Manchester United and Alexis Sanchez were knocked out of the Champions League by Sevilla. (Getty)

The goal that sunk Manchester United’s 2017-18 season, or at least a good chunk of it, had been coming. It had been coming over hours of dreadful soccer, first 90 minutes in Spain, then more than 70 at home on Tuesday night.

There were doubts about whether it would come in time. But when it did, 73 minutes into the second leg of United’s Champions League round of 16 tie against Sevilla, there was no doubt it was deserved. And there was no doubt what it meant: Manchester United, the richest club in the world, was crashing out of Europe’s top club competition three rounds too early.

Manchester United, three-time European champion, 20-time English champion, was woefully inadequate.

Wissam Ben Yedder’s goal, two minutes after the diminutive striker entered as a substitute, sparked the uproar. It sent United supporters scurrying for Old Trafford exits. It sent United fans around the world into disgruntled fits. It, along with a fluky second goal four minutes later, sent Sevilla through to the quarterfinals, and sent United in search of answers.

But the search, and the fits, and the uproar, and the early train rides home weren’t and aren’t about Ben Yedder’s dagger. They’re about everything that had come before; everything that enabled it. Because United, over 180 minutes, was mostly hopeless. Hopelessly unambitious, yes, but also thoroughly sub-standard.

Three weeks ago, it had put one shot on target in Seville. Tuesday night, United was a bit more enterprising, but not much better. Throughout the two legs, it was alarmingly open at the back, and alarmingly disjointed in midfield, just as it has been all season. It was incapable of seizing control, and incapable of suppressing a skilled but unspectacular Sevilla side.

David De Gea and opponent wastefulness had spared the Red Devils for two-and-a-half hours. But they could only keep the just result at bay for so long. They could only keep the bubbling backlash at bay for so long. And when Ben Yedder struck, twice in four minutes, the flood gates opened.

There was something fitting about the scene. About an unheralded 5-foot-7 forward, purchased for just over $10 million a few years ago, celebrating in front of 2,000 traveling Spaniards, the ones who had been responsible for the majority of the noise on the night.

About a place, a “Theater,” that once emitted an aura of invincibility instead emitting moans and groans. The Old Trafford faithful were restless. “Attack, attack, attack!” they clamored, but their very reasonable requests often fell on deaf ears.

They have come to expect more than this from a club that can spend and has spent over $100 million on individual players. They have come to expect better from a manager brought in with the express goal of trophies. And not the FA Cup or League Cup. Proper trophies. Trophies the club has won in the past. Trophies the manager has won in the past as well.

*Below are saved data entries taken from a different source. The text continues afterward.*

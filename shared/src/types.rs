//! Core version types shared by the harness

use crate::errors::{SharedError, SharedResult};
use serde::{Deserialize, Serialize};
use std::fmt;
use std::str::FromStr;

/// Dotted integer version such as `0.10.1.0`
///
/// Ordering is element-wise lexicographic. A version that runs out of
/// components first compares as smaller, so `0.10 < 0.10.0`; missing
/// components are never padded with zeros.
#[derive(Clone, Debug, PartialEq, Eq, PartialOrd, Ord, Hash, Serialize, Deserialize)]
pub struct Version(Vec<u64>);

impl Version {
    pub fn new(components: Vec<u64>) -> SharedResult<Self> {
        if components.is_empty() {
            return Err(SharedError::InvalidVersion {
                input: String::new(),
            });
        }
        Ok(Self(components))
    }

    pub fn components(&self) -> &[u64] {
        &self.0
    }
}

impl FromStr for Version {
    type Err = SharedError;

    fn from_str(s: &str) -> Result<Self, Self::Err> {
        let invalid = || SharedError::InvalidVersion {
            input: s.to_string(),
        };

        let components = s
            .split('.')
            .map(|part| part.parse::<u64>().map_err(|_| invalid()))
            .collect::<SharedResult<Vec<_>>>()?;

        Self::new(components).map_err(|_| invalid())
    }
}

impl fmt::Display for Version {
    fn fmt(&self, f: &mut fmt::Formatter<'_>) -> fmt::Result {
        let mut first = true;
        for component in &self.0 {
            if !first {
                write!(f, ".")?;
            }
            write!(f, "{component}")?;
            first = false;
        }
        Ok(())
    }
}

/// Version of the cluster under test, fixed for the lifetime of a harness run
#[derive(Clone, Debug, PartialEq, Eq, Default, Serialize, Deserialize)]
pub enum ClusterVersion {
    Known(Version),
    #[default]
    Unknown,
}

impl ClusterVersion {
    /// Interpret a raw configuration value; absent or blank means unknown
    pub fn from_config_value(value: Option<&str>) -> SharedResult<Self> {
        match value.map(str::trim) {
            None | Some("") => Ok(ClusterVersion::Unknown),
            Some(raw) => raw.parse().map(ClusterVersion::Known),
        }
    }

    pub fn known(&self) -> Option<&Version> {
        match self {
            ClusterVersion::Known(version) => Some(version),
            ClusterVersion::Unknown => None,
        }
    }

    pub fn is_known(&self) -> bool {
        self.known().is_some()
    }
}

impl fmt::Display for ClusterVersion {
    fn fmt(&self, f: &mut fmt::Formatter<'_>) -> fmt::Result {
        match self {
            ClusterVersion::Known(version) => write!(f, "{version}"),
            ClusterVersion::Unknown => write!(f, "unknown"),
        }
    }
}
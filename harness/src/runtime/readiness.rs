//! Topic readiness polling
//!
//! Freshly created topics go through a short convergence window in which
//! metadata requests report missing leaders and produce/offset requests land
//! on brokers that do not yet know about the partition. The coordinator polls
//! through that window in two phases, both bounded by one absolute deadline:
//!
//! 1. refresh metadata until the client reports the topic
//! 2. probe every partition until each one answers from its leader
//!
//! Errors outside each phase's transient set abort the wait immediately.

use std::collections::{BTreeMap, BTreeSet};
use std::time::{Duration, Instant};
use tracing::{debug, info, warn};

use super::client::{ClientError, ClusterClient};
use super::clock::{Clock, SystemClock};
use crate::error::{HarnessError, HarnessResult, WaitPhase};

const FAR_FUTURE: Duration = Duration::from_secs(100 * 365 * 24 * 60 * 60);

/// Backoff between polling attempts
#[derive(Debug, Clone, Copy, PartialEq, Eq)]
pub struct ReadinessPolicy {
    pub metadata_backoff: Duration,
    pub partition_backoff: Duration,
}

impl Default for ReadinessPolicy {
    fn default() -> Self {
        Self {
            metadata_backoff: Duration::from_secs(1),
            partition_backoff: Duration::from_millis(100),
        }
    }
}

#[derive(Debug, Clone, Copy, PartialEq, Eq)]
pub enum ReadinessPhase {
    NotStarted,
    AwaitingMetadata,
    AwaitingPartitionLeadership,
    Ready,
    TimedOut,
    Failed,
}

impl ReadinessPhase {
    pub fn is_terminal(&self) -> bool {
        matches!(
            self,
            ReadinessPhase::Ready | ReadinessPhase::TimedOut | ReadinessPhase::Failed
        )
    }
}

/// Progress of one topic towards readiness
#[derive(Debug, Clone)]
pub struct TopicReadiness {
    topic: String,
    phase: ReadinessPhase,
    partitions: BTreeSet<i32>,
    leader_known: BTreeMap<i32, bool>,
    metadata_retries: u32,
    leadership_retries: u32,
}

But they, and he, have stagnated. They seem to have gone stale. Their second-place standing in the league has masked their many deficiencies. The frustration that reverberated around Old Trafford reflected those deficiencies, and an uneasy feeling about the direction of the club.

Mourinho, after the match, didn’t help matters. As tone-deaf as ever, he boasted about his past successes and belittled a historic club’s history to normalize present-day failures:

That uneasy feeling isn’t entirely substantiated by facts. It is, if only in small part, fueled by polarizing opinions of Mourinho, by media coverage of him, and by his antics. The real problems at United, in many cases, are difficult for the average fan to put his or her finger on.

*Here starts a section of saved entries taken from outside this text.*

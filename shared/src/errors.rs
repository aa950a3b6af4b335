//! Shared error types for the cluster integration harness

use thiserror::Error;

#[derive(Error, Debug, Clone, PartialEq, Eq)]
pub enum SharedError {
    #[error("Invalid version string: '{input}'")]
    InvalidVersion { input: String },

    #[error("Invalid configuration: {field} = {value}")]
    InvalidConfig { field: String, value: String },

    #[error("Failed to read configuration file {path}: {message}")]
    ConfigFile { path: String, message: String },
}

pub type SharedResult<T> = Result<T, SharedError>;
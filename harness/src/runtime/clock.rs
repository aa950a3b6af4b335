//! Time source used by polling loops and timers

use std::cell::{Cell, RefCell};
use std::time::{Duration, Instant};

/// Source of the current instant plus a blocking sleep
pub trait Clock {
    fn now(&self) -> Instant;

    fn sleep(&self, duration: Duration);
}

impl<C: Clock + ?Sized> Clock for &C {
    fn now(&self) -> Instant {
        (**self).now()
    }

    fn sleep(&self, duration: Duration) {
        (**self).sleep(duration)
    }
}

/// Real wall clock; sleeps block the calling thread
#[derive(Debug, Clone, Copy, Default)]
pub struct SystemClock;

impl Clock for SystemClock {
    fn now(&self) -> Instant {
        Instant::now()
    }

    fn sleep(&self, duration: Duration) {
        std::thread::sleep(duration);
    }
}

/// Virtual clock for tests: `sleep` advances time instantly
#[derive(Debug)]
pub struct ManualClock {
    origin: Instant,
    elapsed: Cell<Duration>,
    sleeps: RefCell<Vec<Duration>>,
}

impl ManualClock {
    pub fn new() -> Self {
        Self {
            origin: Instant::now(),
            elapsed: Cell::new(Duration::ZERO),
            sleeps: RefCell::new(Vec::new()),
        }
    }

    /// Move time forward without recording a sleep
    pub fn advance(&self, duration: Duration) {
        self.elapsed.set(self.elapsed.get() + duration);
    }

    /// Virtual time since the clock was created
    pub fn elapsed(&self) -> Duration {
        self.elapsed.get()
    }

    /// Every duration passed to `sleep`, in call order
    pub fn sleeps(&self) -> Vec<Duration> {
        self.sleeps.borrow().clone()
    }

    pub fn sleep_count(&self) -> usize {
        self.sleeps.borrow().len()
    }
}

impl Default for ManualClock {
    fn default() -> Self {
        Self::new()
    }
}

impl Clock for ManualClock {
    fn now(&self) -> Instant {
        self.origin + self.elapsed.get()
    }

    fn sleep(&self, duration: Duration) {
        self.sleeps.borrow_mut().push(duration);
        self.advance(duration);
    }
}
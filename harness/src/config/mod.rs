//! Configuration Management
//!
//! This module provides the harness configuration and its builder.

pub mod builder;
pub mod harness;

// Re-export main types
pub use builder::HarnessConfigBuilder;
pub use harness::HarnessConfig;
//! Hand-written cluster client that replays scripted responses

use harness::{ClientError, ClusterClient};
use std::collections::{BTreeSet, VecDeque};
use std::sync::Arc;
use std::sync::atomic::{AtomicUsize, Ordering};

/// Replays queued results; once a queue is empty every call succeeds
#[derive(Debug, Default)]
pub struct ScriptedClient {
    pub metadata_results: VecDeque<Result<(), ClientError>>,
    pub probe_results: VecDeque<Result<(), ClientError>>,
    pub partitions: BTreeSet<i32>,
    pub refresh_calls: usize,
    pub probe_calls: usize,
    closes: Arc<AtomicUsize>,
}

#[allow(dead_code)]
impl ScriptedClient {
    pub fn with_partitions(ids: &[i32]) -> Self {
        Self {
            partitions: ids.iter().copied().collect(),
            ..Self::default()
        }
    }

    pub fn fail_metadata(mut self, error: ClientError, times: usize) -> Self {
        for _ in 0..times {
            self.metadata_results.push_back(Err(error.clone()));
        }
        self
    }

    pub fn fail_probes(mut self, error: ClientError, times: usize) -> Self {
        for _ in 0..times {
            self.probe_results.push_back(Err(error.clone()));
        }
        self
    }

    /// Counter that survives the client being moved into a case
    pub fn close_counter(&self) -> Arc<AtomicUsize> {
        Arc::clone(&self.closes)
    }
}

impl ClusterClient for ScriptedClient {
    fn refresh_metadata(&mut self, _topic: &str) -> Result<(), ClientError> {
        self.refresh_calls += 1;
        self.metadata_results.pop_front().unwrap_or(Ok(()))
    }

    fn has_metadata(&self, _topic: &str) -> bool {
        true
    }

    fn partitions_for(&self, _topic: &str) -> BTreeSet<i32> {
        self.partitions.clone()
    }

    fn probe_leadership(&mut self, _topic: &str, _partition: i32) -> Result<(), ClientError> {
        self.probe_calls += 1;
        self.probe_results.pop_front().unwrap_or(Ok(()))
    }

    fn close(&mut self) {
        self.closes.fetch_add(1, Ordering::SeqCst);
    }
}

But the problems are real. Something isn’t right. Performances like Tuesday’s are the byproducts of them.

In many cases, performances like Tuesday’s can be dangerously influential. High-profile defeats, especially unexpected ones, can provoke overreactions. Single matches can get turned into referendums on a club’s status and identity.

It can be similarly dangerous, though, to use results as an excuse to ignore faults. In that sense, Tuesday’s defeat was almost convenient. United, as a team and a football club, isn’t where it wants to be. Despite domestic results indicating otherwise, it isn’t close. A full-fledged evaluation of the state of the club, therefore, is necessary. Tuesday didn’t make it necessary. But Tuesday might just instigate it.

Other Champions League results

Elsewhere, Edin Dzeko’s second-half goal lifted Roma to a 1-0 home win over Shakhtar Donetsk and into the quarterfinals on away goals.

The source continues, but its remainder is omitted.